Get her alone. The moment will be more intimate, if you're alone, and your timing may seem much more natural. Don't ask her for a kiss in front of your friends or family, nor in front of hers. An audience, however small, will put her under unfair pressure. Even if she does want to kiss you, she might shy away if she feels uncomfortable with the setting. You may also find that it's much easier to ask this girl for a kiss if you're alone with her. Take the pressure off of yourself as well as off of her!

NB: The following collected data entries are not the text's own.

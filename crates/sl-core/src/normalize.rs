//! Record normalizer: raw JSON documents to flat [`NormalizedRecord`]s
//!
//! Normalization is total: a malformed document or field never raises, it
//! degrades to `None` and is rejected later by the classifier with an
//! explicit reason.

use crate::record::NormalizedRecord;
use chrono::{DateTime, NaiveDate, NaiveDateTime, Utc};
use regex::Regex;
use serde_json::Value;
use std::sync::OnceLock;

/// Date encodings accepted from the source, tried in order.
///
/// Date-only formats parse to midnight.
const DATE_FORMATS: &[&str] = &[
    "%Y/%m/%d %H:%M:%S",
    "%Y-%m-%dT%H:%M:%S",
    "%Y-%m-%dT%H:%M:%SZ",
    "%d-%m-%Y",
    "%Y-%m-%d %H:%M:%S",
    "%Y-%m-%d",
];

static CUSTOMER_ID_RE: OnceLock<Regex> = OnceLock::new();

fn customer_id_regex() -> &'static Regex {
    CUSTOMER_ID_RE.get_or_init(|| Regex::new(r"C[0-9]+").expect("valid regex"))
}

/// Normalize a batch of raw documents, in input order.
///
/// One ingestion timestamp is captured for the whole batch, so timestamps
/// are monotonically non-decreasing across a run without being unique.
pub fn normalize_batch(docs: &[Value]) -> Vec<NormalizedRecord> {
    let ingested_at = Utc::now();
    docs.iter()
        .map(|doc| normalize_one(doc, ingested_at))
        .collect()
}

/// Normalize a single raw document.
///
/// A document that is not an object yields an all-null record.
pub fn normalize_one(doc: &Value, ingested_at: DateTime<Utc>) -> NormalizedRecord {
    let obj = match doc.as_object() {
        Some(obj) => obj,
        None => {
            log::warn!("Skipping field extraction for non-object document");
            return NormalizedRecord::empty(ingested_at);
        }
    };

    let product = obj.get("product").and_then(Value::as_object);

    NormalizedRecord {
        transaction_id: get_string(doc, "transaction_id"),
        customer_id: get_string(doc, "customer_id").and_then(|raw| extract_customer_id(&raw)),
        product_id: product.and_then(|p| p.get("id")).and_then(value_to_string),
        product_name: product.and_then(|p| p.get("name")).and_then(value_to_string),
        category: product
            .and_then(|p| p.get("category"))
            .and_then(value_to_string),
        price: product.and_then(|p| p.get("price")).and_then(Value::as_f64),
        quantity: obj.get("quantity").and_then(Value::as_i64),
        discount: obj.get("discount").and_then(Value::as_f64),
        sale_date: obj
            .get("date")
            .and_then(Value::as_str)
            .and_then(parse_date_safe),
        region: get_string(doc, "region"),
        ingested_at,
    }
}

/// Safely parse a date string by trying each supported format in order.
///
/// Returns `None` for empty or unparseable input, never an error.
pub fn parse_date_safe(date_str: &str) -> Option<NaiveDateTime> {
    let trimmed = date_str.trim();
    if trimmed.is_empty() {
        return None;
    }

    for fmt in DATE_FORMATS {
        if let Ok(dt) = NaiveDateTime::parse_from_str(trimmed, fmt) {
            return Some(dt);
        }
        if let Ok(d) = NaiveDate::parse_from_str(trimmed, fmt) {
            return d.and_hms_opt(0, 0, 0);
        }
    }
    None
}

/// Canonicalize a raw customer reference to its `C<digits>` token.
///
/// The source system pads and suffixes customer ids inconsistently; the
/// first `C[0-9]+` match is the stable reference. No match means the
/// reference is unusable.
pub fn extract_customer_id(raw: &str) -> Option<String> {
    customer_id_regex()
        .find(raw.trim())
        .map(|m| m.as_str().to_string())
}

fn get_string(doc: &Value, key: &str) -> Option<String> {
    doc.get(key).and_then(value_to_string)
}

/// Read a scalar as a string, tolerating numeric ids in the source.
fn value_to_string(value: &Value) -> Option<String> {
    match value {
        Value::String(s) => {
            let trimmed = s.trim();
            if trimmed.is_empty() {
                None
            } else {
                Some(trimmed.to_string())
            }
        }
        Value::Number(n) => Some(n.to_string()),
        _ => None,
    }
}

#[cfg(test)]
#[path = "normalize_test.rs"]
mod tests;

Let her know that you're interested. Flirt with her, and make playful banter. Make plenty of eye contact, and casually touch her to loosen the physical boundaries. Smile at her, and make her feel comfortable. Even if you already know that you like each other: a bit of flirtation can set the mood up for a kiss. Don't touch her too much, at first. Put your hand on your shoulder or your hand when you talk to her, or put your arm around her, intentionally brush your arm against hers. Find a reason to sit close to her, so that your shoulders and thighs are touching.
Getting the Timing Right
Try to figure out whether she likes you. If the two of you have been flirting, then you should be able to tell. Look out for classic signs of attraction: laughter, touch, and eye contact. If she pays a lot of attention to you, and she seems to make a point of being around you, then there's a good chance that she's interested. Try not to make this assumption unless you're reasonably sure. It is good to be confident, but try to keep a level head about the situation.Warning: Make sure that she is completely free and single, i.e. not married or with a boyfriend. This way you will avoid unpleasant surprises.

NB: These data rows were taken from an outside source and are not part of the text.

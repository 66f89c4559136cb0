//! Run command implementation

use anyhow::Result;
use sl_core::RunReport;
use sl_pipeline::PipelineRunner;
use std::sync::Arc;

use crate::cli::{GlobalArgs, RunArgs, RunOutput};
use crate::context::RuntimeContext;

/// Execute the run command
pub(crate) async fn execute(args: &RunArgs, global: &GlobalArgs) -> Result<()> {
    let mut ctx = RuntimeContext::new(global)?;

    if let Some(input) = &args.input {
        ctx.verbose(&format!("Input override: {input}"));
        ctx.config.input_path = input.clone();
    }

    ctx.verbose(&format!(
        "Running pipeline {} against {}",
        ctx.config.name, ctx.db_path
    ));

    let runner = PipelineRunner::new(
        ctx.store.clone() as Arc<dyn sl_store::Store>,
        ctx.config.clone(),
        ctx.root.clone(),
    );
    let report = runner.run().await;

    match args.output {
        RunOutput::Json => println!("{}", serde_json::to_string_pretty(&report)?),
        RunOutput::Text => print_report(&report),
    }

    if !report.is_success() {
        anyhow::bail!(
            "Run {} aborted in stage {}: {}",
            report.run_id,
            report.stage,
            report.error.as_deref().unwrap_or("unknown error")
        );
    }
    Ok(())
}

fn print_report(report: &RunReport) {
    println!("Run {} ({})\n", report.run_id, report.status);
    println!("  ingested:   {}", report.counts.ingested);
    println!("  extracted:  {}", report.counts.extracted);
    println!("  valid:      {}", report.counts.valid);
    println!("  rejected:   {}", report.counts.invalid);
    println!("  merged:     {}", report.counts.merged);

    match report.watermark_after {
        Some(watermark) => println!("  watermark:  {watermark}"),
        None => println!("  watermark:  none"),
    }
}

Find a meaningful moment. Make your move during a slow song at a dance, or when you see a shooting star. Wait for the end of a date, when you're saying your parting words. Kiss her after you make her laugh, or after you tell her that you like her. Imagine that you are in a movie. The "right moment" might feel like the scene when the hero kisses the girl. Don't build it up too much – but keep the ambiance in mind.
Trust your gut. If you are alone with her, and the mood is good, and you think that she wants you to kiss her, then there's a pretty good chance that the time is right. If you feel an overwhelming urge to kiss her: do it. There is no definitive "best" time to ask a girl for a kiss. You'll need to read the situation, be bold, and make your move. Seize the moment when it comes.

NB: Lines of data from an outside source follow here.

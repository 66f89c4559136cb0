//! Audit sink: append-only rejects in `silver.sales_rejects`.
//!
//! The pipeline only ever writes here; reads belong to operators and
//! downstream tooling.

use crate::connection::DuckDbStore;
use crate::error::StoreResult;
use crate::row_helpers::{fmt_naive_opt, fmt_ts};
use crate::traits::AuditSink;
use async_trait::async_trait;
use chrono::Utc;
use sl_core::ClassifiedRecord;

const INSERT_SQL: &str = "
    INSERT INTO silver.sales_rejects (
        transaction_id, customer_id, product_id, product_name, category,
        price, quantity, discount, sale_date, region, insert_date,
        dq_errors, rejected_at
    )
    VALUES (?, ?, ?, ?, ?, ?, ?, ?, CAST(? AS TIMESTAMP), ?,
            CAST(? AS TIMESTAMP), ?, CAST(? AS TIMESTAMP))";

#[async_trait]
impl AuditSink for DuckDbStore {
    async fn record_rejects(&self, records: &[ClassifiedRecord]) -> StoreResult<usize> {
        if records.is_empty() {
            return Ok(0);
        }

        let rejected_at = Utc::now();

        self.with_transaction(|conn| {
            let mut stmt = conn.prepare(INSERT_SQL)?;
            for classified in records {
                let record = &classified.record;
                stmt.execute(duckdb::params![
                    record.transaction_id,
                    record.customer_id,
                    record.product_id,
                    record.product_name,
                    record.category,
                    record.price,
                    record.quantity,
                    record.discount,
                    fmt_naive_opt(record.sale_date),
                    record.region,
                    fmt_ts(record.ingested_at),
                    classified.dq_errors(),
                    fmt_ts(rejected_at),
                ])?;
            }
            log::warn!(
                "Routed {} rejected records to silver.sales_rejects",
                records.len()
            );
            Ok(records.len())
        })
    }

    async fn reject_count(&self) -> StoreResult<usize> {
        self.count_rows("silver.sales_rejects")
    }
}

#[cfg(test)]
#[path = "audit_test.rs"]
mod tests;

Be patient. It might be tempting to leap at the first chance that you get. Read the contextual clues, however, and consider whether there is any reason that it'd be inappropriate to ask her for a kiss right now. Don't force the situation. If you're going to ask a girl for a kiss, let the moment blossom naturally. It's better to wait than to kiss her at the wrong time. If she is sad, or angry, or otherwise bothered by something, a first kiss may not be the way to distract her. Kiss her when she's in a good mood and receptive to being kissed.